Work request
Line by line, please look for the word "serde" in the following records, then copy each line you find it in.

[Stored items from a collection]

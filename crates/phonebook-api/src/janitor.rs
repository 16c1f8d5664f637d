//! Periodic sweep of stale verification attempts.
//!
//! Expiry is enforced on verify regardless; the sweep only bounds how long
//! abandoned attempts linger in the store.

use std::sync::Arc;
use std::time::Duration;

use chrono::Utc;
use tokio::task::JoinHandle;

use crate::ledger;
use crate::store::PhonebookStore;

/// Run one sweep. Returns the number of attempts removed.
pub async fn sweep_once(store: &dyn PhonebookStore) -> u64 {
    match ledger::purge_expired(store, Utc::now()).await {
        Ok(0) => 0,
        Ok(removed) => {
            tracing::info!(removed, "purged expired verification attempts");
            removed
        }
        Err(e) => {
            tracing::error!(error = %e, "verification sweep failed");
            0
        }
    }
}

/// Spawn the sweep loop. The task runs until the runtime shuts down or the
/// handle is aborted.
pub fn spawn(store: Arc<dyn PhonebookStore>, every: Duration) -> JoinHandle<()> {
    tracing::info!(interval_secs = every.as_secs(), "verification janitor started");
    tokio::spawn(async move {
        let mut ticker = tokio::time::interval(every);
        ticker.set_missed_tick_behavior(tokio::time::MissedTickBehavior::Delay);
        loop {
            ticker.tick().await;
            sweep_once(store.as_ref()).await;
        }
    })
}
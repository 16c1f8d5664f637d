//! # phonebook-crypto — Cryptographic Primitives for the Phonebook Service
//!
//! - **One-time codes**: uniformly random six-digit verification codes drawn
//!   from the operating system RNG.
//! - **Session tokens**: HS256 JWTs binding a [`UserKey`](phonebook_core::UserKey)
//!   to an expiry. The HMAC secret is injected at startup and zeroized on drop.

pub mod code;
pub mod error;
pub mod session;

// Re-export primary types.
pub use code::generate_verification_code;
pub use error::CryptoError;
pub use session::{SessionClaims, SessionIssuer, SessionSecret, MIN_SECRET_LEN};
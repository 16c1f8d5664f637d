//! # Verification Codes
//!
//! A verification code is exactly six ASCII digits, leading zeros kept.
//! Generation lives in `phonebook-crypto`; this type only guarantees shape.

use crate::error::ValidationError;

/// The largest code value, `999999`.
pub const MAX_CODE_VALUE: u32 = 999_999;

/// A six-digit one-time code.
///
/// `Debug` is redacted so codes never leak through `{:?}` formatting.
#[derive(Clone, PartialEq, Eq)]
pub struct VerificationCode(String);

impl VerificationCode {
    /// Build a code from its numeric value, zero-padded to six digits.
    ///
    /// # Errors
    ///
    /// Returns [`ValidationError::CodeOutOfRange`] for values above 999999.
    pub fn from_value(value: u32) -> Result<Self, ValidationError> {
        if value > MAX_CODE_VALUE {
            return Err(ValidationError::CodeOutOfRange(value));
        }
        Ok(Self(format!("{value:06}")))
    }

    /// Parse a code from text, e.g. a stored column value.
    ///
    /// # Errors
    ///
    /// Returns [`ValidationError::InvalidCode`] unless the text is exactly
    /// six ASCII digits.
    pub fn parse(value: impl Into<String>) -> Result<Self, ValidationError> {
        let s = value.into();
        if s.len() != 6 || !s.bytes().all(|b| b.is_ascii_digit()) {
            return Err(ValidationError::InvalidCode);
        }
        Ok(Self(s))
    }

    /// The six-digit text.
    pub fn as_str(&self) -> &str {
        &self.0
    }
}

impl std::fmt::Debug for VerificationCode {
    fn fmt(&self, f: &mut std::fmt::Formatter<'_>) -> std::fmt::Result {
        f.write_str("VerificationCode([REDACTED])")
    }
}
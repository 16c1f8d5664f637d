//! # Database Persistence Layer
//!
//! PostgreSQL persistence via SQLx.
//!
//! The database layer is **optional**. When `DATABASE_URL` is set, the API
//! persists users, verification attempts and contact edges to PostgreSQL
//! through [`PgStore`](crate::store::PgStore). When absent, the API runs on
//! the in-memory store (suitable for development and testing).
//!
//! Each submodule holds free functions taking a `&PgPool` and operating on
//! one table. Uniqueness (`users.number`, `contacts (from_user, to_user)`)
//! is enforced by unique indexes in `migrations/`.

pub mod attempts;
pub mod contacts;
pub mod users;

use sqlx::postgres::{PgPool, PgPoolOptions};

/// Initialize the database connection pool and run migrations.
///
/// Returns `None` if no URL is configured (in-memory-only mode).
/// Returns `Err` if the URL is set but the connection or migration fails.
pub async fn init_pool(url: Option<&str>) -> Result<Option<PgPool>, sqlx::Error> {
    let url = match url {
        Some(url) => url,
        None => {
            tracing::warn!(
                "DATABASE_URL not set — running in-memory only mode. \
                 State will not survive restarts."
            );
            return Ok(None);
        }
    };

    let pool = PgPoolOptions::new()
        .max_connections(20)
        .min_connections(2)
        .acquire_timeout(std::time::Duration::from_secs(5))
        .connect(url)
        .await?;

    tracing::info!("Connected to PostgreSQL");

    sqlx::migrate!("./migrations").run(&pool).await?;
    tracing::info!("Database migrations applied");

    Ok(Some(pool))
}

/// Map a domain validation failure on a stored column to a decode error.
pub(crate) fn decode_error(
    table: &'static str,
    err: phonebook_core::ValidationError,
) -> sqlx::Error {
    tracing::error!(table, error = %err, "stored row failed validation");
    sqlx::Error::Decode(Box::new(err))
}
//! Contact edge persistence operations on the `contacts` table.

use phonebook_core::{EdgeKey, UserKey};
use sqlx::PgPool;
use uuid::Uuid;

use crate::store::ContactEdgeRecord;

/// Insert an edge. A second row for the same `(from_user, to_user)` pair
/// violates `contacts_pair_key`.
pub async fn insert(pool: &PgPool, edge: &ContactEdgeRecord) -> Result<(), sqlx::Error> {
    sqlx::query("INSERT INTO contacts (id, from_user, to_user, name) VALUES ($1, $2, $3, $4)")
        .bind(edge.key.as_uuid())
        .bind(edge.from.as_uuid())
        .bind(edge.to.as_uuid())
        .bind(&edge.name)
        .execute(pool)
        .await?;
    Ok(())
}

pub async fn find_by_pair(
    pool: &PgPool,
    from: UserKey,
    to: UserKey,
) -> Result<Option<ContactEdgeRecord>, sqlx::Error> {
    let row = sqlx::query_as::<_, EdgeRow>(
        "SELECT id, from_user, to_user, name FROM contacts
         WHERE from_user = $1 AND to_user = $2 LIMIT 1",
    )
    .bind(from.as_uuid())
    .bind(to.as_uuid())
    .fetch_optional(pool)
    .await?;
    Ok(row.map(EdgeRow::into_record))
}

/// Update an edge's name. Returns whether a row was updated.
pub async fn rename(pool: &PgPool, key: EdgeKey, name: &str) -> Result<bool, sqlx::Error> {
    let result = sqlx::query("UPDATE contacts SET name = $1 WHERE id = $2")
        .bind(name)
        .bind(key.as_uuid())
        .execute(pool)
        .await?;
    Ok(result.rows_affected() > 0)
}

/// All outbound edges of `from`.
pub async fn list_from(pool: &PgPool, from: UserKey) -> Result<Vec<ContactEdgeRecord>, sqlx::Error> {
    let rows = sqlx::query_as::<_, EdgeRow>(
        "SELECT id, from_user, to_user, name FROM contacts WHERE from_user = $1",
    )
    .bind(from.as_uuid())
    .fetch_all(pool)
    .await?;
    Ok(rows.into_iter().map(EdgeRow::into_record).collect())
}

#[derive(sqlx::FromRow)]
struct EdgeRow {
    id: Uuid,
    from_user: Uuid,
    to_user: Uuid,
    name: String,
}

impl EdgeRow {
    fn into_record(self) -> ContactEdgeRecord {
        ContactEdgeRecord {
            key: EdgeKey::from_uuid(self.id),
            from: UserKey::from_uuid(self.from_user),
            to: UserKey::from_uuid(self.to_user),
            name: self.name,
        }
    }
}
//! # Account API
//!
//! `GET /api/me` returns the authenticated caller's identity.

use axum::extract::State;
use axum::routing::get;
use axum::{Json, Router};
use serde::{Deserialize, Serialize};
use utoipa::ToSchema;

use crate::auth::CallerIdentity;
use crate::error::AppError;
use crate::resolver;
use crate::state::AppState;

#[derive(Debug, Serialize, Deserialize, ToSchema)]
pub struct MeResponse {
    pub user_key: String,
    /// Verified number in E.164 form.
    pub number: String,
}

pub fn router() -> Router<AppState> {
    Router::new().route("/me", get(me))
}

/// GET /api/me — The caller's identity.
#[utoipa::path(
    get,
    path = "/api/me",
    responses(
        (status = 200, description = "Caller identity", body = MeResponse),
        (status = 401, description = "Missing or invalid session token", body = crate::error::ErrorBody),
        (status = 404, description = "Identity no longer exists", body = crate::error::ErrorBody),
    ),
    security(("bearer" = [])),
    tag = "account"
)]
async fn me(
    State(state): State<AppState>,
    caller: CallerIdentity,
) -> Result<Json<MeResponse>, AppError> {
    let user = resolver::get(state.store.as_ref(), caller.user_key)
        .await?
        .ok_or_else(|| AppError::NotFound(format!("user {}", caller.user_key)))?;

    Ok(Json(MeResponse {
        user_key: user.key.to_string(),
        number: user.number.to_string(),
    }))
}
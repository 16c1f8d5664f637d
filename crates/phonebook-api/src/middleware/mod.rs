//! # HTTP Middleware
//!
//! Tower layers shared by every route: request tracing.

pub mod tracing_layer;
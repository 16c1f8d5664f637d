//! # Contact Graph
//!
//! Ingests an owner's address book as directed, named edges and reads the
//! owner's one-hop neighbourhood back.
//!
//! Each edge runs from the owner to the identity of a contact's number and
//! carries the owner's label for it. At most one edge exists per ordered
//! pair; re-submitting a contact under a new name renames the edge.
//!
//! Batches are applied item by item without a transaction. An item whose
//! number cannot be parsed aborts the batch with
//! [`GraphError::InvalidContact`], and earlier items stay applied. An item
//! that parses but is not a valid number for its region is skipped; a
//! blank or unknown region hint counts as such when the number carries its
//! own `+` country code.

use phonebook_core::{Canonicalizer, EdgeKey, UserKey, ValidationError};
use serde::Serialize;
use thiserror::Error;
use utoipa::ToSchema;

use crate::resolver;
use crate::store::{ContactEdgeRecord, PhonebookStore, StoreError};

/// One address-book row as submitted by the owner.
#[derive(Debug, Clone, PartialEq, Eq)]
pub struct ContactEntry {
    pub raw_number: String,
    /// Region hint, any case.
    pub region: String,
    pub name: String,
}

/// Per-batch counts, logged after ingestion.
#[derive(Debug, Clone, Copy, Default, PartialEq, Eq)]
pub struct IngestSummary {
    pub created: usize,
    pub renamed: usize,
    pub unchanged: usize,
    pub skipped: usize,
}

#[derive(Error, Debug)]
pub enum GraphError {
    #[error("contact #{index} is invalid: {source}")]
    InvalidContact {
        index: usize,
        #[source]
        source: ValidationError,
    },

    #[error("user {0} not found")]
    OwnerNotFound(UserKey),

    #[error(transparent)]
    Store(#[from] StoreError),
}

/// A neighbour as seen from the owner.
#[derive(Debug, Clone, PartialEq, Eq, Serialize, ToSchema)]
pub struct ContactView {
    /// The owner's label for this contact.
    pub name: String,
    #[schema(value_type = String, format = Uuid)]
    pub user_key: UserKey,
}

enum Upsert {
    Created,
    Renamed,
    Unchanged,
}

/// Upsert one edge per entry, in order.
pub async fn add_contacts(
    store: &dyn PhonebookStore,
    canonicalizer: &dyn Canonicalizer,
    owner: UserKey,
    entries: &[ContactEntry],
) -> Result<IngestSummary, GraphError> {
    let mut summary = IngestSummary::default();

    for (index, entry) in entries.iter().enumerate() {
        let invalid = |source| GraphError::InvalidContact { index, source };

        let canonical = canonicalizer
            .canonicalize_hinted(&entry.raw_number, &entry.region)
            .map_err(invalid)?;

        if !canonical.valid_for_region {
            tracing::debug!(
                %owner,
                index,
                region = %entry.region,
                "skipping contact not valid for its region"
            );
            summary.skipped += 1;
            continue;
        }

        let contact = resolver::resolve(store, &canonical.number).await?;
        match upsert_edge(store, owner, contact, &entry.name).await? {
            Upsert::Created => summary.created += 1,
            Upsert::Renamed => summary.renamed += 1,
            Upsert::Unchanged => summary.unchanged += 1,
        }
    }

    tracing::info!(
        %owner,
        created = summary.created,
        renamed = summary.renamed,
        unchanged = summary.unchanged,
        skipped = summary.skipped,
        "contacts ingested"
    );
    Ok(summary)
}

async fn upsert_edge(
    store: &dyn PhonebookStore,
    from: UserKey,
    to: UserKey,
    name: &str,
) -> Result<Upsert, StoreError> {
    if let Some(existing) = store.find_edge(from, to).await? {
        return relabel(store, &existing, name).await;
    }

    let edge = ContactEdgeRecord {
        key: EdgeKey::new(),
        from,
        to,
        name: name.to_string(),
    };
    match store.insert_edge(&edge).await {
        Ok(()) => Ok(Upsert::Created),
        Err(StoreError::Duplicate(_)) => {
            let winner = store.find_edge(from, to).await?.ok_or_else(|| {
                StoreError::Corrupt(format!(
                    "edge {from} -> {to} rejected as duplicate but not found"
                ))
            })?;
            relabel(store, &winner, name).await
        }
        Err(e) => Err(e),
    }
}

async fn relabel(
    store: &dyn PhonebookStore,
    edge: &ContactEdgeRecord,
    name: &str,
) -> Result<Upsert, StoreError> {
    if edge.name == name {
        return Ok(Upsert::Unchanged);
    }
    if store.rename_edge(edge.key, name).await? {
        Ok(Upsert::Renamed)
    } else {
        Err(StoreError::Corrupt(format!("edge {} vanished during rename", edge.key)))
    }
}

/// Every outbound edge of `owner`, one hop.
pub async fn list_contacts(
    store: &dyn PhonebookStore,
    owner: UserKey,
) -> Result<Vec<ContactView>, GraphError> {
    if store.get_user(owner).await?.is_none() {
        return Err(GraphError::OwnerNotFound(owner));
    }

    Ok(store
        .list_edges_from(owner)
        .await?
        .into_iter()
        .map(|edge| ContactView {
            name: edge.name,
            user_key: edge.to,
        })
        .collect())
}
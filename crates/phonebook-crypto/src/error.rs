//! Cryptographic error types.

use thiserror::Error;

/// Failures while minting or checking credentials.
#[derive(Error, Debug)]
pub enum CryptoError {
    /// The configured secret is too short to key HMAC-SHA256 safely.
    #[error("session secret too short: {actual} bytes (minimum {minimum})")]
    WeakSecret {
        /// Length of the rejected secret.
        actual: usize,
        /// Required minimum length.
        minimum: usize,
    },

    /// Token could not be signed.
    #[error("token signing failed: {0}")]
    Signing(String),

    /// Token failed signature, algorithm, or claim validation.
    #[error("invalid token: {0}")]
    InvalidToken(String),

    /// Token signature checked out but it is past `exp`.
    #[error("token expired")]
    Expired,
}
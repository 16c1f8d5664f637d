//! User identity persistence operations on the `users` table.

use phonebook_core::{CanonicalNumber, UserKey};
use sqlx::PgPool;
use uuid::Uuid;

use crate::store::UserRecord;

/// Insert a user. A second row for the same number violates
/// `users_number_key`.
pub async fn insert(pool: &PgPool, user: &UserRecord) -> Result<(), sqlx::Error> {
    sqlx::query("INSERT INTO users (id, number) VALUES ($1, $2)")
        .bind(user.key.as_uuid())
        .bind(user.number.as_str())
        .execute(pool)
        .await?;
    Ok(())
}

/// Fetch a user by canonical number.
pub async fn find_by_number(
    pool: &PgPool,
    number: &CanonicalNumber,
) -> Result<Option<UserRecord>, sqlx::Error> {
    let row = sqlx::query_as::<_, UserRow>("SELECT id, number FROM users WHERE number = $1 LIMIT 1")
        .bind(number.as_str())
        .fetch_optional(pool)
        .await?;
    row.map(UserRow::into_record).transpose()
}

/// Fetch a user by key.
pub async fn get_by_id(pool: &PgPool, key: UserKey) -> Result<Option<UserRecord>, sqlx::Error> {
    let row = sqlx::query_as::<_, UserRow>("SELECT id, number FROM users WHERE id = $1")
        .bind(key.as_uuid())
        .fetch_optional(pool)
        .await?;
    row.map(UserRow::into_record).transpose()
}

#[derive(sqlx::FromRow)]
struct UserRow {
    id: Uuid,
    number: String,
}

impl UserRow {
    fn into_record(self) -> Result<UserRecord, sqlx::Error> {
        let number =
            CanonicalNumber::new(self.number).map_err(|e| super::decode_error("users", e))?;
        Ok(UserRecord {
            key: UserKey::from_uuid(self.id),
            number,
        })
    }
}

Output of the task
use serde::{Deserialize, Serialize};
use serde::Serialize;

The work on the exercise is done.